Flowers on Sunday Imagine

By the time I start to write you on Sunday, I’ve forgotten most of the week’s adventures.  It may be that I didn’t have any – but I doubt it.

One fun adventure was I looked everywhere and couldn’t find my seeds that I bought last fall.  I searched high and low, in all the smart places and even the dumb ones (the basement – gack!) – but I had hidden them too well.  And here I was, ready to start my first indoor seedlings, with nothing to plant.

So I did have to go buy more of those dahlia seeds, and the extra-pretty cosmos called Apricotta (sounds like a delicious dessert, doesn’t it?).  And while I was at the big garden store, I decided I better buy more, different seeds – because you know, they might run out of them later in the actual spring.
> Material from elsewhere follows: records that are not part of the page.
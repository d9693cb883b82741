use async_trait::async_trait;
use bizflow_core::{BizflowError, BizflowResult, Notification, Notifier};
use std::collections::{HashMap, VecDeque};
use std::sync::Arc;
use tokio::sync::{mpsc, RwLock};
use uuid::Uuid;

/// Notifications kept for reviewers that connect late.
const DEFAULT_BACKLOG: usize = 256;

/// Represents a connected WebSocket client.
#[derive(Debug)]
pub struct Connection {
    pub id: Uuid,
    pub tx: mpsc::UnboundedSender<String>,
}

/// Manages active WebSocket connections and fans workflow notifications
/// out to them.
///
/// Every connection receives every notification; clients filter on
/// `workflow_id` and drop duplicates by notification `id`. New connections
/// first receive the recent backlog.
pub struct ConnectionManager {
    connections: RwLock<HashMap<Uuid, Connection>>,
    backlog: RwLock<VecDeque<String>>,
    backlog_capacity: usize,
}

impl ConnectionManager {
    pub fn new() -> Arc<Self> {
        Arc::new(Self::default())
    }

    pub fn with_backlog(capacity: usize) -> Arc<Self> {
        Arc::new(Self {
            backlog_capacity: capacity,
            ..Self::default()
        })
    }

    /// Register a connection and replay the backlog to it.
    pub async fn add(&self, conn: Connection) {
        let id = conn.id;
        {
            let backlog = self.backlog.read().await;
            for msg in backlog.iter() {
                let _ = conn.tx.send(msg.clone());
            }
        }
        self.connections.write().await.insert(id, conn);
        tracing::info!(connection_id = %id, "Connection added");
    }

    pub async fn remove(&self, id: Uuid) {
        self.connections.write().await.remove(&id);
        tracing::info!(connection_id = %id, "Connection removed");
    }

    /// Send a message to one connection. Returns false if it is gone.
    pub async fn send_to(&self, connection_id: Uuid, message: &str) -> bool {
        let conns = self.connections.read().await;
        conns
            .get(&connection_id)
            .is_some_and(|c| c.tx.send(message.to_string()).is_ok())
    }

    pub async fn connection_count(&self) -> usize {
        self.connections.read().await.len()
    }

    /// Broadcast a message to all connected clients; returns how many accepted it.
    pub async fn broadcast(&self, message: &str) -> usize {
        let conns = self.connections.read().await;
        conns
            .values()
            .filter(|c| c.tx.send(message.to_string()).is_ok())
            .count()
    }

    async fn remember(&self, message: &str) {
        if self.backlog_capacity == 0 {
            return;
        }
        let mut backlog = self.backlog.write().await;
        if backlog.len() == self.backlog_capacity {
            backlog.pop_front();
        }
        backlog.push_back(message.to_string());
    }
}

impl Default for ConnectionManager {
    fn default() -> Self {
        Self {
            connections: RwLock::new(HashMap::new()),
            backlog: RwLock::new(VecDeque::new()),
            backlog_capacity: DEFAULT_BACKLOG,
        }
    }
}

#[async_trait]
impl Notifier for ConnectionManager {
    async fn notify(&self, notification: &Notification) -> BizflowResult<()> {
        let json = serde_json::to_string(notification)?;
        self.remember(&json).await;
        if self.broadcast(&json).await == 0 {
            return Err(BizflowError::Channel(format!(
                "no reviewer connected for {}",
                notification.event.kind()
            )));
        }
        Ok(())
    }
}
//! Append-only, per-workflow journal.
//!
//! Every workflow state transition and execution-history entry is appended
//! here keyed by workflow id, so a workflow can be reconstructed after a
//! crash. The journal only knows `append` and `read`; the orchestrator owns
//! the meaning of the payloads.

pub mod file;
pub mod memory;

pub use file::FileJournal;
pub use memory::MemoryJournal;

use async_trait::async_trait;
use bizflow_core::BizflowResult;
use chrono::{DateTime, Utc};
use serde::{Deserialize, Serialize};
use uuid::Uuid;

/// One appended record.
#[derive(Debug, Clone, PartialEq, Serialize, Deserialize)]
pub struct JournalEntry {
    pub id: Uuid,
    pub workflow_id: Uuid,
    /// Position within the workflow's journal, starting at 0.
    pub seq: u64,
    pub timestamp: DateTime<Utc>,
    /// Record type, e.g. `status_changed`.
    pub kind: String,
    pub payload: serde_json::Value,
}

/// Durable append + read-by-key storage.
#[async_trait]
pub trait Journal: Send + Sync {
    /// Append a record and return it with its assigned sequence number.
    async fn append(
        &self,
        workflow_id: Uuid,
        kind: &str,
        payload: serde_json::Value,
    ) -> BizflowResult<JournalEntry>;

    /// All records of a workflow, in append order. Unknown ids yield an empty vec.
    async fn read(&self, workflow_id: Uuid) -> BizflowResult<Vec<JournalEntry>>;

    /// Every workflow id with at least one record.
    async fn workflows(&self) -> BizflowResult<Vec<Uuid>>;
}
use crate::types::{ApprovalState, WorkflowState, WorkflowStatus};
use bizflow_core::{
    AgentId, AgentOutput, ApprovalKind, BizflowError, BizflowResult, Complexity, Decision,
    HistoryEntry, PassKind,
};
use bizflow_journal::Journal;
use chrono::{DateTime, Utc};
use serde::{Deserialize, Serialize};
use std::collections::BTreeMap;
use std::sync::Arc;
use tracing::warn;
use uuid::Uuid;

/// One journaled fact about a workflow.
///
/// Replaying a workflow's records in order rebuilds its state.
#[derive(Debug, Clone, PartialEq, Serialize, Deserialize)]
#[serde(tag = "type", rename_all = "snake_case")]
pub enum WorkflowRecord {
    Created {
        user_id: String,
        task_description: String,
        created_at: DateTime<Utc>,
    },
    StatusChanged {
        from: WorkflowStatus,
        to: WorkflowStatus,
        #[serde(default, skip_serializing_if = "Option::is_none")]
        reason: Option<String>,
    },
    PlanProposed {
        sequence: Vec<AgentId>,
        rationale: BTreeMap<AgentId, String>,
        confidence: f32,
        complexity: Complexity,
        #[serde(default, skip_serializing_if = "Option::is_none")]
        fallback_reason: Option<String>,
    },
    SequenceSet {
        sequence: Vec<AgentId>,
    },
    PlanGateSkipped,
    ApprovalRecorded {
        kind: ApprovalKind,
        decision: Decision,
    },
    PassStarted {
        iteration: u32,
        stage: PassKind,
        agents: Vec<AgentId>,
        #[serde(default, skip_serializing_if = "Option::is_none")]
        feedback: Option<String>,
        start_time: Option<DateTime<Utc>>,
        deadline: Option<DateTime<Utc>>,
    },
    StepRecorded {
        entry: HistoryEntry,
        #[serde(default, skip_serializing_if = "Option::is_none")]
        output: Option<AgentOutput>,
    },
}

impl WorkflowRecord {
    /// The journal `kind` of this record.
    pub fn kind(&self) -> &'static str {
        match self {
            WorkflowRecord::Created { .. } => "created",
            WorkflowRecord::StatusChanged { .. } => "status_changed",
            WorkflowRecord::PlanProposed { .. } => "plan_proposed",
            WorkflowRecord::SequenceSet { .. } => "sequence_set",
            WorkflowRecord::PlanGateSkipped => "plan_gate_skipped",
            WorkflowRecord::ApprovalRecorded { .. } => "approval_recorded",
            WorkflowRecord::PassStarted { .. } => "pass_started",
            WorkflowRecord::StepRecorded { .. } => "step_recorded",
        }
    }

    /// Apply this record to a state under reconstruction.
    fn apply(self, state: &mut WorkflowState) {
        match self {
            WorkflowRecord::Created { .. } => {}
            WorkflowRecord::StatusChanged { to, reason, .. } => {
                state.status = to;
                if reason.is_some() {
                    state.failure_reason = reason;
                }
            }
            WorkflowRecord::PlanProposed {
                sequence,
                rationale,
                ..
            } => {
                state.agent_sequence = sequence;
                state.rationale = rationale;
            }
            WorkflowRecord::SequenceSet { sequence } => state.agent_sequence = sequence,
            WorkflowRecord::PlanGateSkipped => state.plan_approval = ApprovalState::skipped(),
            WorkflowRecord::ApprovalRecorded { kind, decision } => match kind {
                ApprovalKind::Plan => state.plan_approval.record(&decision),
                ApprovalKind::Result => state.result_approval.record(&decision),
            },
            WorkflowRecord::PassStarted {
                iteration,
                stage,
                agents,
                feedback,
                start_time,
                deadline,
            } => {
                state.iteration = iteration;
                state.current_step = 0;
                state.pass_agents = agents;
                state.pass_kind = Some(stage);
                state.pass_feedback = feedback;
                state.result_approval = ApprovalState::pending();
                state.start_time = start_time;
                state.deadline = deadline;
            }
            WorkflowRecord::StepRecorded { entry, output } => state.record_step(entry, output),
        }
    }
}

/// Typed, non-fatal writer over a [`Journal`].
#[derive(Clone)]
pub struct WorkflowJournal {
    inner: Arc<dyn Journal>,
}

impl WorkflowJournal {
    pub fn new(inner: Arc<dyn Journal>) -> Self {
        Self { inner }
    }

    /// Append a record. Failures are logged, never propagated: a broken
    /// journal must not stop a running workflow.
    pub async fn record(&self, workflow_id: Uuid, record: &WorkflowRecord) {
        let kind = record.kind();
        let payload = match serde_json::to_value(record) {
            Ok(payload) => payload,
            Err(e) => {
                warn!(workflow_id = %workflow_id, kind, error = %e, "Journal record not serializable");
                return;
            }
        };
        if let Err(e) = self.inner.append(workflow_id, kind, payload).await {
            warn!(workflow_id = %workflow_id, kind, error = %e, "Journal append failed");
        }
    }

    /// The decoded records of a workflow, in append order.
    pub async fn records(&self, workflow_id: Uuid) -> BizflowResult<Vec<WorkflowRecord>> {
        self.inner
            .read(workflow_id)
            .await?
            .into_iter()
            .map(|entry| serde_json::from_value(entry.payload).map_err(BizflowError::from))
            .collect()
    }

    /// Rebuild a workflow's last journaled state.
    ///
    /// Returns `None` for a workflow the journal has never seen.
    pub async fn replay(&self, workflow_id: Uuid) -> BizflowResult<Option<WorkflowState>> {
        let mut records = self.records(workflow_id).await?.into_iter();
        let state = match records.next() {
            None => return Ok(None),
            Some(WorkflowRecord::Created {
                user_id,
                task_description,
                created_at,
            }) => {
                let mut state =
                    WorkflowState::restore(workflow_id, user_id, task_description, created_at);
                for record in records {
                    record.apply(&mut state);
                }
                state
            }
            Some(other) => {
                return Err(BizflowError::Journal(format!(
                    "journal of {workflow_id} starts with '{}' instead of 'created'",
                    other.kind()
                )))
            }
        };
        Ok(Some(state))
    }

    /// Every workflow with at least one record.
    pub async fn workflows(&self) -> BizflowResult<Vec<Uuid>> {
        self.inner.workflows().await
    }
}
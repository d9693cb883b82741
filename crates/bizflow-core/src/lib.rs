//! Core types and error definitions for the bizflow orchestrator.
//!
//! This crate provides the foundational types shared across all bizflow crates:
//! error handling, agent identifiers and result records, the approval wire
//! types, notification events, and the collaborator traits the orchestrator
//! consumes.
//!
//! # Main types
//!
//! - [`BizflowError`]: Unified error enum for all bizflow subsystems.
//! - [`BizflowResult`]: Convenience alias for `Result<T, BizflowError>`.
//! - [`AgentId`]: The fixed set of specialized agents a plan can contain.
//! - [`HistoryEntry`]: One record of the append-only execution history.
//! - [`ApprovalResponse`] / [`Decision`]: Human response on the wire and after validation.
//! - [`Notification`]: An outbound event for the human-facing UI.
//! - [`Agent`], [`Reasoner`], [`Notifier`]: Collaborator interfaces.

/// Agent identifiers, agent results and the agent invocation interface.
pub mod agent;
/// Approval types for the plan and result gates.
pub mod approval;
/// Outbound notification events and the notification channel interface.
pub mod event;
/// The reasoning interface used to propose agent sequences.
pub mod reasoning;

pub use agent::{Agent, AgentId, AgentInput, AgentOutput, EntryOutcome, HistoryEntry, PassKind};
pub use approval::{ApprovalKind, ApprovalResponse, Decision, RevisionRequest, RevisionType};
pub use event::{Notification, Notifier, WorkflowEvent};
pub use reasoning::{Complexity, PlanRequest, RawProposal, Reasoner};

use uuid::Uuid;

// --- Error types ---

/// Top-level error type for bizflow.
///
/// String variants correspond to a subsystem; the structured variants carry the
/// workflow-level failure taxonomy the orchestrator converts into status
/// transitions.
#[derive(Debug, thiserror::Error)]
pub enum BizflowError {
    /// An error raised by an agent implementation.
    #[error("Agent error: {0}")]
    Agent(String),

    /// An error from an outbound HTTP request (e.g. LLM API call).
    #[error("HTTP error: {0}")]
    Http(String),

    /// An error appending to or reading from the workflow journal.
    #[error("Journal error: {0}")]
    Journal(String),

    /// An error in configuration parsing or validation.
    #[error("Config error: {0}")]
    Config(String),

    /// An error from a notification channel.
    #[error("Channel error: {0}")]
    Channel(String),

    /// An error from the gateway layer.
    #[error("Gateway error: {0}")]
    Gateway(String),

    /// An error from the orchestrator itself (invalid graph, bad state).
    #[error("Orchestrator error: {0}")]
    Orchestrator(String),

    /// The reasoning call failed or returned an unusable proposal.
    #[error("Planning failure: {0}")]
    Planning(String),

    /// No human response arrived before the gate timed out.
    #[error("Approval request {request_id} timed out")]
    ApprovalTimeout {
        /// Identifier of the approval request that expired.
        request_id: String,
    },

    /// An agent returned an error, panicked, or exceeded its timeout.
    #[error("Agent '{agent}' failed: {message}")]
    AgentFailure {
        /// The failing agent.
        agent: AgentId,
        /// Human-readable failure detail.
        message: String,
    },

    /// The whole-pass deadline elapsed.
    #[error("Workflow timed out after {elapsed_secs}s")]
    WorkflowTimeout {
        /// Seconds elapsed since the pass started.
        elapsed_secs: u64,
    },

    /// An agent identifier outside the known set.
    #[error("Unknown agent: {0}")]
    UnknownAgent(String),

    /// A human response named an unknown agent or carried a malformed payload.
    #[error("Invalid revision request: {0}")]
    InvalidRevision(String),

    /// The workflow was cancelled.
    #[error("Workflow cancelled")]
    Cancelled,

    /// The user already runs the maximum number of active workflows.
    #[error("User '{user_id}' already has {limit} active workflows")]
    CapacityExceeded {
        /// The submitting user.
        user_id: String,
        /// The configured per-user cap.
        limit: usize,
    },

    /// No workflow with this identifier is known.
    #[error("Unknown workflow: {0}")]
    UnknownWorkflow(Uuid),

    /// A JSON serialization or deserialization error.
    #[error("JSON error: {0}")]
    Json(#[from] serde_json::Error),

    /// A standard I/O error.
    #[error("IO error: {0}")]
    Io(#[from] std::io::Error),
}

impl BizflowError {
    /// Short machine-readable code, used in gateway error replies.
    pub fn code(&self) -> &'static str {
        match self {
            BizflowError::Agent(_) => "agent_error",
            BizflowError::Http(_) => "http_error",
            BizflowError::Journal(_) => "journal_error",
            BizflowError::Config(_) => "config_error",
            BizflowError::Channel(_) => "channel_error",
            BizflowError::Gateway(_) => "gateway_error",
            BizflowError::Orchestrator(_) => "orchestrator_error",
            BizflowError::Planning(_) => "planning_failure",
            BizflowError::ApprovalTimeout { .. } => "approval_timeout",
            BizflowError::AgentFailure { .. } => "agent_failure",
            BizflowError::WorkflowTimeout { .. } => "workflow_timeout",
            BizflowError::UnknownAgent(_) => "unknown_agent",
            BizflowError::InvalidRevision(_) => "invalid_revision_request",
            BizflowError::Cancelled => "cancelled",
            BizflowError::CapacityExceeded { .. } => "capacity_exceeded",
            BizflowError::UnknownWorkflow(_) => "unknown_workflow",
            BizflowError::Json(_) => "json_error",
            BizflowError::Io(_) => "io_error",
        }
    }
}

/// A convenience `Result` alias using [`BizflowError`].
pub type BizflowResult<T> = Result<T, BizflowError>;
Of course I don’t have room to start them all – probably not even half of them.  But knowing that doesn’t matter.  You don’t buy seeds from a logical frame of mind, but in a hopeful trance not to be interrupted by petty concerns such as how many shelves and lights you might have in your kitchen.

Of course, I found the lost seed packets the next day.  Now I have my Teddy Bear sunflowers and so many more cactus flowered dahlias and Apricotta cosmos.  Not to mention calendula, poppy, nigella, snapdragon, campanula, nasturtium, and aster, nestled in their colorful envelopes, just waiting for their days in the sun.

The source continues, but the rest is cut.